TASK
Your answer is the lines below, exactly, from the one that contains "for id in self.viewpoint.attached().to_vec()" through the one that contains "reticle is drawn", both included.

EXTRACTED ENTRIES
===
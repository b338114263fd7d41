use cgmath::{Matrix4, SquareMatrix, Vector3};

use crate::{
    config::SceneConfig,
    gfx::{
        camera::Viewpoint,
        geometry::{generate_cube, GeometryData},
        instances::{ArrowInstance, NodeInstance},
        transform::transform_point,
    },
    graph::{ArrowGeometry, Graph, NodeId, Parent},
    theme::{rgb_f32, SceneTheme},
};

/// Main scene containing the graph, viewpoint and theme
pub struct Scene {
    pub graph: Graph,
    pub viewpoint: Viewpoint,
    pub theme: SceneTheme,
    root: Vec<NodeId>,
    viewpoint_anchored: bool,
    cone_length: f32,
    node_mesh: GeometryData,
}

impl Scene {
    /// Creates an empty scene with the viewpoint at `config.camera_start`
    pub fn new(config: &SceneConfig) -> Self {
        Self {
            graph: Graph::new(),
            viewpoint: Viewpoint::new(Vector3::from(config.camera_start)),
            theme: SceneTheme::default(),
            root: Vec::new(),
            viewpoint_anchored: false,
            cone_length: config.cone_length,
            node_mesh: generate_cube(config.node_size),
        }
    }

    /// Replaces the current graph and puts every node under the world root
    pub fn insert_graph(&mut self, graph: Graph) {
        for id in self.viewpoint.attached().to_vec() {
            self.viewpoint.detach(id);
        }
        self.root.clear();
        self.graph = graph;

        let ids: Vec<NodeId> = self.graph.nodes().map(|(id, _)| id).collect();
        for id in ids {
            self.add_node(id);
        }
    }

    /// Adds `id` to the world root. Adding twice is a no-op.
    pub fn add_node(&mut self, id: NodeId) -> bool {
        if self.graph.node(id).is_none() || self.root.contains(&id) {
            return false;
        }
        if let Some(node) = self.graph.node_mut(id) {
            node.parent = Some(Parent::World);
        }
        self.root.push(id);
        true
    }

    /// Removes `id` from the world root
    pub fn remove_node(&mut self, id: NodeId) -> bool {
        let before = self.root.len();
        self.root.retain(|&n| n != id);
        if self.root.len() == before {
            return false;
        }
        if let Some(node) = self.graph.node_mut(id) {
            node.parent = None;
        }
        true
    }

    pub fn contains(&self, id: NodeId) -> bool {
        self.root.contains(&id)
    }

    pub fn root_nodes(&self) -> &[NodeId] {
        &self.root
    }

    pub(crate) fn attach_to_viewpoint(&mut self, id: NodeId) -> bool {
        let Some(node) = self.graph.node_mut(id) else {
            return false;
        };
        node.parent = Some(Parent::Viewpoint);
        self.viewpoint.attach(id)
    }

    /// Takes `id` out of whichever container holds it
    pub(crate) fn detach_from_parent(&mut self, id: NodeId) {
        match self.graph.node(id).and_then(|node| node.parent()) {
            Some(Parent::World) => {
                self.remove_node(id);
            }
            Some(Parent::Viewpoint) => {
                self.viewpoint.detach(id);
                if let Some(node) = self.graph.node_mut(id) {
                    node.parent = None;
                }
            }
            None => {}
        }
    }

    pub(crate) fn insert_into(&mut self, id: NodeId, parent: Parent) {
        match parent {
            Parent::World => {
                self.add_node(id);
            }
            Parent::Viewpoint => {
                self.attach_to_viewpoint(id);
            }
        }
    }

    /// Marks the viewpoint as part of the scene so its reticle is drawn
    pub fn add_viewpoint_anchor(&mut self) {
        self.viewpoint_anchored = true;
    }

    pub fn viewpoint_anchored(&self) -> bool {
        self.viewpoint_anchored
    }

    /// World matrix of a container; detached nodes count as world space
    pub fn parent_world_matrix(&self, parent: Option<Parent>) -> Matrix4<f32> {
        match parent {
            Some(Parent::Viewpoint) => self.viewpoint.world_matrix(),
            Some(Parent::World) | None => Matrix4::identity(),
        }
    }

    pub fn node_world_matrix(&self, id: NodeId) -> Option<Matrix4<f32>> {
        let node = self.graph.node(id)?;
        Some(self.parent_world_matrix(node.parent()) * node.transform.to_matrix())
    }

    pub fn node_world_position(&self, id: NodeId) -> Option<Vector3<f32>> {
        self.node_world_matrix(id)
            .map(|world| transform_point(&world, Vector3::new(0.0, 0.0, 0.0)))
    }

    /// Every node with its world matrix, for hit testing
    pub fn pick_candidates(&self) -> Vec<(NodeId, Matrix4<f32>)> {
        self.graph
            .nodes()
            .filter_map(|(id, _)| self.node_world_matrix(id).map(|world| (id, world)))
            .collect()
    }

    /// Recomputes every arrow touching `id` from current world positions
    pub fn refresh_arrows(&mut self, id: NodeId) {
        let updates: Vec<_> = self
            .graph
            .incident_arrows(id)
            .into_iter()
            .filter_map(|arrow_id| {
                let arrow = self.graph.arrow(arrow_id)?;
                let tail = self.node_world_position(arrow.tail)?;
                let head = self.node_world_position(arrow.head)?;
                Some((arrow_id, ArrowGeometry::between(tail, head, self.cone_length)))
            })
            .collect();

        for (arrow_id, geometry) in updates {
            if let Some(arrow) = self.graph.arrow_mut(arrow_id) {
                arrow.geometry = geometry;
            }
        }
    }

    /// Shared cube mesh every node instance is drawn with
    pub fn node_mesh(&self) -> &GeometryData {
        &self.node_mesh
    }

    /// Instances for nodes in the world root and on the viewpoint
    pub fn node_instances(&self, selected: Option<NodeId>) -> Vec<NodeInstance> {
        self.root
            .iter()
            .chain(self.viewpoint.attached())
            .filter_map(|&id| {
                self.node_world_matrix(id)
                    .map(|world| NodeInstance::new(world, selected == Some(id)))
            })
            .collect()
    }

    pub fn arrow_instances(&self) -> Vec<ArrowInstance> {
        self.graph
            .arrows()
            .map(|(_, arrow)| ArrowInstance::new(&arrow.geometry, rgb_f32(arrow.color)))
            .collect()
    }

    /// Number of nodes in the world root
    pub fn get_object_count(&self) -> usize {
        self.root.len()
    }

    /// Names of all nodes, for UI display
    pub fn get_object_names(&self) -> Vec<String> {
        self.graph.nodes().map(|(_, node)| node.name.clone()).collect()
    }
}
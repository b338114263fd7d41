//! Directed edge visuals: a shaft plus a cone pointing at the head node.

use cgmath::{InnerSpace, Vector3};

use super::node::NodeId;

/// Index of an arrow in its owning [`Graph`](super::Graph)
#[derive(Debug, Clone, Copy, PartialEq, Eq, Hash, PartialOrd, Ord)]
pub struct ArrowId(pub usize);

/// Placement and proportions of one arrow, in world space.
#[derive(Debug, Clone, Copy, PartialEq)]
pub struct ArrowGeometry {
    /// Where the shaft starts (the tail node's position)
    pub origin: Vector3<f32>,
    /// Unit vector from tail towards head
    pub direction: Vector3<f32>,
    /// Distance between endpoints minus the cone length, never negative
    pub shaft_length: f32,
    pub cone_length: f32,
    /// Cone radius, half the cone length
    pub cone_width: f32,
}

impl ArrowGeometry {
    /// Computes the arrow running from `tail` to `head`.
    ///
    /// Coincident endpoints have no direction; the arrow then points along +Y
    /// with an empty shaft.
    pub fn between(tail: Vector3<f32>, head: Vector3<f32>, cone_length: f32) -> Self {
        let offset = head - tail;
        let distance = offset.magnitude();
        let direction = if distance > f32::EPSILON {
            offset / distance
        } else {
            Vector3::unit_y()
        };

        Self {
            origin: tail,
            direction,
            shaft_length: (distance - cone_length).max(0.0),
            cone_length,
            cone_width: cone_length / 2.0,
        }
    }

    /// Point where the cone tip ends up
    pub fn tip(&self) -> Vector3<f32> {
        self.origin + self.direction * (self.shaft_length + self.cone_length)
    }
}

/// A directed dependency between two nodes.
#[derive(Debug, Clone, PartialEq)]
pub struct Arrow {
    pub tail: NodeId,
    pub head: NodeId,
    pub color: u32,
    pub geometry: ArrowGeometry,
}

#[cfg(test)]
mod tests {
    use super::*;

    #[test]
    fn test_axis_aligned_arrow() {
        let arrow = ArrowGeometry::between(Vector3::new(0.0, 0.0, 0.0), Vector3::new(10.0, 0.0, 0.0), 0.5);

        assert!((arrow.shaft_length - 9.5).abs() < 1e-6);
        assert_eq!(arrow.direction, Vector3::new(1.0, 0.0, 0.0));
        assert_eq!(arrow.cone_width, 0.25);
        assert!((arrow.tip() - Vector3::new(10.0, 0.0, 0.0)).magnitude() < 1e-5);
    }

    #[test]
    fn test_direction_is_normalized() {
        let arrow = ArrowGeometry::between(Vector3::new(1.0, 1.0, 1.0), Vector3::new(4.0, 5.0, 1.0), 0.5);

        assert!((arrow.direction.magnitude() - 1.0).abs() < 1e-6);
        assert!((arrow.direction - Vector3::new(0.6, 0.8, 0.0)).magnitude() < 1e-6);
        assert!((arrow.shaft_length - 4.5).abs() < 1e-6);
    }

    #[test]
    fn test_degenerate_arrows() {
        let same = ArrowGeometry::between(Vector3::new(2.0, 2.0, 2.0), Vector3::new(2.0, 2.0, 2.0), 0.5);
        assert_eq!(same.direction, Vector3::unit_y());
        assert_eq!(same.shaft_length, 0.0);

        let short = ArrowGeometry::between(Vector3::new(0.0, 0.0, 0.0), Vector3::new(0.0, 0.0, 0.2), 0.5);
        assert_eq!(short.shaft_length, 0.0);
        assert!((short.direction - Vector3::unit_z()).magnitude() < 1e-6);
    }
}
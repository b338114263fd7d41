//! # Resource Descriptors
//!
//! Two JSON shapes describe a resource graph:
//!
//! - **Graph form**, as emitted by `terraform graph | dot -Tjson`:
//!   `{"objects": [{"_gvid": 0, "name": "..."}], "edges": [{"tail": 0, "head": 1}]}`
//! - **Coordinate form**, a name-keyed map carrying a 2D layout:
//!   `{"name": {"x": 1.0, "y": 2.0, "next": ["other"]}}`
//!
//! Both are parsed into [`ResourceDescriptor`] and normalized once into a
//! [`ResourceLayout`], which is all the graph builder ever sees.

use std::collections::HashSet;
use std::fmt;
use std::path::Path;

use serde::Deserialize;
use serde_json::Value;

use crate::error::GraphError;

/// Normalized name of the synthetic container node in Terraform graphs
pub const ROOT_SENTINEL: &str = "root";

/// A resource graph in either accepted input shape.
#[derive(Debug, Clone, PartialEq)]
pub enum ResourceDescriptor {
    Graph(GraphForm),
    Coordinates(CoordinateForm),
}

#[derive(Debug, Clone, PartialEq, Deserialize)]
pub struct GraphForm {
    pub objects: Vec<GraphObject>,
    #[serde(default)]
    pub edges: Vec<GraphEdge>,
}

#[derive(Debug, Clone, PartialEq, Deserialize)]
pub struct GraphObject {
    #[serde(rename = "_gvid")]
    pub gvid: u64,
    pub name: String,
}

#[derive(Debug, Clone, Copy, PartialEq, Eq, Deserialize)]
pub struct GraphEdge {
    pub tail: u64,
    pub head: u64,
}

/// Name-keyed entries, in document order.
#[derive(Debug, Clone, PartialEq, Default)]
pub struct CoordinateForm(pub Vec<(String, CoordinateEntry)>);

#[derive(Debug, Clone, PartialEq, Deserialize)]
pub struct CoordinateEntry {
    pub x: f64,
    pub y: f64,
    #[serde(default)]
    pub next: Vec<String>,
}

/// How a node's initial position is chosen.
#[derive(Debug, Clone, Copy, PartialEq)]
pub enum Placement {
    /// Sampled uniformly inside the scatter cube
    Scattered,
    /// Derived from supplied layout coordinates
    Planar { x: f64, y: f64 },
}

/// Lookup key used by edges before nodes exist.
#[derive(Debug, Clone, PartialEq, Eq, Hash)]
pub enum ResourceKey {
    Id(u64),
    Name(String),
}

impl fmt::Display for ResourceKey {
    fn fmt(&self, f: &mut fmt::Formatter<'_>) -> fmt::Result {
        match self {
            ResourceKey::Id(id) => write!(f, "_gvid {}", id),
            ResourceKey::Name(name) => write!(f, "'{}'", name),
        }
    }
}

#[derive(Debug, Clone, PartialEq)]
pub struct ResourceEntry {
    pub id: u64,
    pub name: String,
    pub placement: Placement,
}

/// Shape-independent view of a descriptor.
#[derive(Debug, Clone, PartialEq, Default)]
pub struct ResourceLayout {
    pub entries: Vec<ResourceEntry>,
    pub edges: Vec<(ResourceKey, ResourceKey)>,
}

/// Strips the `[root]` module marker Terraform prefixes names with.
pub fn normalize_name(name: &str) -> String {
    name.replace("[root]", "").trim().to_string()
}

impl ResourceDescriptor {
    /// Parses descriptor JSON, picking the shape from the top-level keys.
    pub fn from_json(text: &str) -> Result<Self, GraphError> {
        let value: Value = serde_json::from_str(text)?;
        Self::from_value(value)
    }

    pub fn from_path(path: impl AsRef<Path>) -> Result<Self, GraphError> {
        let path = path.as_ref();
        let text = std::fs::read_to_string(path).map_err(|source| GraphError::Io {
            path: path.to_path_buf(),
            source,
        })?;
        Self::from_json(&text)
    }

    pub fn from_value(value: Value) -> Result<Self, GraphError> {
        match value {
            Value::Object(map) if map.contains_key("objects") => {
                let form: GraphForm = serde_json::from_value(Value::Object(map))?;
                Ok(ResourceDescriptor::Graph(form))
            }
            Value::Object(map) => {
                let mut entries = Vec::with_capacity(map.len());
                for (name, entry) in map {
                    let entry: CoordinateEntry =
                        serde_json::from_value(entry).map_err(|err| {
                            GraphError::DataIntegrity(format!("resource '{}': {}", name, err))
                        })?;
                    entries.push((name, entry));
                }
                Ok(ResourceDescriptor::Coordinates(CoordinateForm(entries)))
            }
            other => Err(GraphError::DataIntegrity(format!(
                "expected a JSON object at the top level, found {}",
                json_kind(&other)
            ))),
        }
    }

    /// Converts either shape into a [`ResourceLayout`].
    ///
    /// The Terraform root sentinel is dropped together with every edge that
    /// touches it. Duplicate ids or names are rejected.
    pub fn normalize(&self) -> Result<ResourceLayout, GraphError> {
        match self {
            ResourceDescriptor::Graph(form) => normalize_graph(form),
            ResourceDescriptor::Coordinates(form) => normalize_coordinates(form),
        }
    }
}

fn normalize_graph(form: &GraphForm) -> Result<ResourceLayout, GraphError> {
    let mut layout = ResourceLayout::default();
    let mut seen = HashSet::new();
    let mut sentinels = HashSet::new();

    for object in &form.objects {
        if !seen.insert(object.gvid) {
            return Err(GraphError::DataIntegrity(format!(
                "duplicate _gvid {}",
                object.gvid
            )));
        }

        let name = normalize_name(&object.name);
        if name == ROOT_SENTINEL {
            sentinels.insert(object.gvid);
            continue;
        }

        layout.entries.push(ResourceEntry {
            id: object.gvid,
            name,
            placement: Placement::Scattered,
        });
    }

    layout.edges = form
        .edges
        .iter()
        .filter(|edge| !sentinels.contains(&edge.tail) && !sentinels.contains(&edge.head))
        .map(|edge| (ResourceKey::Id(edge.tail), ResourceKey::Id(edge.head)))
        .collect();

    Ok(layout)
}

fn normalize_coordinates(form: &CoordinateForm) -> Result<ResourceLayout, GraphError> {
    let mut layout = ResourceLayout::default();
    let mut seen = HashSet::new();

    for (id, (raw_name, entry)) in form.0.iter().enumerate() {
        let name = normalize_name(raw_name);
        if name == ROOT_SENTINEL {
            continue;
        }
        if !seen.insert(name.clone()) {
            return Err(GraphError::DataIntegrity(format!(
                "duplicate resource name '{}'",
                name
            )));
        }
        if !entry.x.is_finite() || !entry.y.is_finite() {
            return Err(GraphError::DataIntegrity(format!(
                "resource '{}' has non-finite coordinates",
                name
            )));
        }

        for next in &entry.next {
            let head = normalize_name(next);
            if head == ROOT_SENTINEL {
                continue;
            }
            layout
                .edges
                .push((ResourceKey::Name(name.clone()), ResourceKey::Name(head)));
        }

        layout.entries.push(ResourceEntry {
            id: id as u64,
            name,
            placement: Placement::Planar {
                x: entry.x,
                y: entry.y,
            },
        });
    }

    Ok(layout)
}

fn json_kind(value: &Value) -> &'static str {
    match value {
        Value::Null => "null",
        Value::Bool(_) => "a boolean",
        Value::Number(_) => "a number",
        Value::String(_) => "a string",
        Value::Array(_) => "an array",
        Value::Object(_) => "an object",
    }
}
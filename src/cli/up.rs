//! `up` command handler
//!
//! Orchestrates the whole onboarding flow: resolve the repository and a
//! token, detect the language, render the file set, push it, provision CI
//! secrets and track the resulting check run. Every step is sequential;
//! each one's output feeds the next.

use tracing::{debug, warn};

use crate::cli::commands::UpArgs;
use crate::cli::prompt;
use crate::core::config::Config;
use crate::core::credentials::TokenProvider;
use crate::core::repository::RepoRef;
use crate::error::{PipeupError, Result};
use crate::github::branch::BranchHandler;
use crate::github::checks::{CheckRunConclusion, ChecksHandler};
use crate::github::client::GitHubClient;
use crate::github::contents::{ContentsHandler, FileCheckin};
use crate::github::languages::{choose_supported_language, LanguagesHandler};
use crate::github::push::{push_files, PushOutcome};
use crate::github::secrets::SecretsHandler;
use crate::templates;

const TOKEN_NOTE_PREFIX: &str = "PipeupCLI";
const WORKFLOWS_DIR: &str = ".github/workflows/";
const DEFAULT_WORKFLOW_FILE: &str = "main.yml";

/// Handle the `up` command
pub async fn handle_up(args: UpArgs) -> Result<()> {
    let config = Config::load()?;
    let mut repo = RepoRef::parse(&args.repository)?;

    let tokens = TokenProvider::new(format!("{}_{}", TOKEN_NOTE_PREFIX, repo.name));
    let token = tokens.get_token(true).await?;
    let client = GitHubClient::new(repo.full_name(), token)?;

    warn!("Setting up your workflow.");
    let languages = LanguagesHandler::new(&client).list().await?;
    if languages.is_empty() {
        return Err(PipeupError::LanguageDetectionFailed);
    }
    let language = match choose_supported_language(&languages) {
        Some(language) => language.to_string(),
        None => return Err(PipeupError::UnsupportedLanguage),
    };
    warn!("{language} repository detected.");

    let mut files: Vec<FileCheckin> = Vec::new();
    if languages.contains_key("Dockerfile") {
        warn!("Using the Dockerfile found in the repository {}", client.repo);
    } else if let Some(docker_files) = templates::docker_files(&language, &args.port) {
        files.extend(docker_files);
    }
    files.extend(templates::manifest_files(&args.registry, &args.port));

    let contents = ContentsHandler::new(&client);
    let mut workflow_path = format!("{WORKFLOWS_DIR}{DEFAULT_WORKFLOW_FILE}");
    if contents.file_exists(&workflow_path).await? {
        warn!("A yaml file {DEFAULT_WORKFLOW_FILE} already exists in the {WORKFLOWS_DIR} folder.");
        let name = prompt::prompt_not_empty("Enter a new name for the workflow yml file: ")?;
        workflow_path = format!("{}{}", WORKFLOWS_DIR, name.trim_start_matches('/'));
    }
    files.push(templates::workflow_file(
        &workflow_path,
        &args.registry,
        &args.cluster,
        &args.resource_group,
    ));

    for file in &files {
        debug!("Checkin file path: {}", file.path);
    }

    let branches = BranchHandler::new(&client);
    repo.set_default_branch(branches.default_branch().await?);

    let direct = match &args.branch_name {
        Some(_) => false,
        None => {
            let options = vec![
                format!("Commit directly to the {} branch.", repo.default_branch),
                "Create a new branch for this commit and start a pull request.".to_string(),
            ];
            prompt::prompt_choice(
                "How do you want to commit the files to the repository?",
                &options,
            )? == 0
        }
    };

    let outcome = push_files(
        &client,
        &files,
        &repo.default_branch,
        direct,
        args.branch_name.clone(),
        &config.commit_message,
    )
    .await?;

    if !args.skip_secrets {
        provision_secrets(&client, &args).await?;
    }

    match outcome {
        PushOutcome::PullRequest(pr) => {
            println!("Created a Pull Request - {}", pr.url);
        }
        PushOutcome::Commit(commit) => {
            println!("Creating workflow...");
            let checks = ChecksHandler::with_policy(&client, config.poll_policy());
            let run = checks.resolve(&commit.sha).await?;
            println!(
                "GitHub Action workflow has been created - https://github.com/{}/runs/{}",
                client.repo, run.id
            );

            if !args.do_not_wait {
                match checks.await_terminal(&run).await? {
                    CheckRunConclusion::Success => println!("Workflow succeeded"),
                    conclusion => return Err(PipeupError::WorkflowFailed(conclusion.to_string())),
                }
            }
        }
    }

    Ok(())
}

/// Provision the three deployment secrets the workflow expects.
///
/// Failure here is fatal: a missing CI secret surfaces much later as an
/// opaque pipeline failure. `--skip-secrets` is the explicit opt-out.
async fn provision_secrets(client: &GitHubClient, args: &UpArgs) -> Result<()> {
    let secrets = SecretsHandler::new(client);
    // clap guarantees the values are present unless --skip-secrets was given
    let pairs = [
        ("AZURE_CREDENTIALS", args.azure_credentials.as_deref()),
        ("REGISTRY_USERNAME", args.registry_username.as_deref()),
        ("REGISTRY_PASSWORD", args.registry_password.as_deref()),
    ];
    for (name, value) in pairs {
        let value = value.ok_or_else(|| {
            PipeupError::InvalidInput(format!("missing value for secret {name}"))
        })?;
        println!("Creating {name} secret...");
        secrets.ensure_secret(name, value).await?;
    }
    Ok(())
}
===
PROBLEM SOLUTION
        for id in self.viewpoint.attached().to_vec() {
            self.viewpoint.detach(id);
        }
        self.root.clear();
        self.graph = graph;

        let ids: Vec<NodeId> = self.graph.nodes().map(|(id, _)| id).collect();
        for id in ids {
            self.add_node(id);
        }
    }

    /// Adds `id` to the world root. Adding twice is a no-op.
    pub fn add_node(&mut self, id: NodeId) -> bool {
        if self.graph.node(id).is_none() || self.root.contains(&id) {
            return false;
        }
        if let Some(node) = self.graph.node_mut(id) {
            node.parent = Some(Parent::World);
        }
        self.root.push(id);
        true
    }

    /// Removes `id` from the world root
    pub fn remove_node(&mut self, id: NodeId) -> bool {
        let before = self.root.len();
        self.root.retain(|&n| n != id);
        if self.root.len() == before {
            return false;
        }
        if let Some(node) = self.graph.node_mut(id) {
            node.parent = None;
        }
        true
    }

    pub fn contains(&self, id: NodeId) -> bool {
        self.root.contains(&id)
    }

    pub fn root_nodes(&self) -> &[NodeId] {
        &self.root
    }

    pub(crate) fn attach_to_viewpoint(&mut self, id: NodeId) -> bool {
        let Some(node) = self.graph.node_mut(id) else {
            return false;
        };
        node.parent = Some(Parent::Viewpoint);
        self.viewpoint.attach(id)
    }

    /// Takes `id` out of whichever container holds it
    pub(crate) fn detach_from_parent(&mut self, id: NodeId) {
        match self.graph.node(id).and_then(|node| node.parent()) {
            Some(Parent::World) => {
                self.remove_node(id);
            }
            Some(Parent::Viewpoint) => {
                self.viewpoint.detach(id);
                if let Some(node) = self.graph.node_mut(id) {
                    node.parent = None;
                }
            }
            None => {}
        }
    }

    pub(crate) fn insert_into(&mut self, id: NodeId, parent: Parent) {
        match parent {
            Parent::World => {
                self.add_node(id);
            }
            Parent::Viewpoint => {
                self.attach_to_viewpoint(id);
            }
        }
    }

    /// Marks the viewpoint as part of the scene so its reticle is drawn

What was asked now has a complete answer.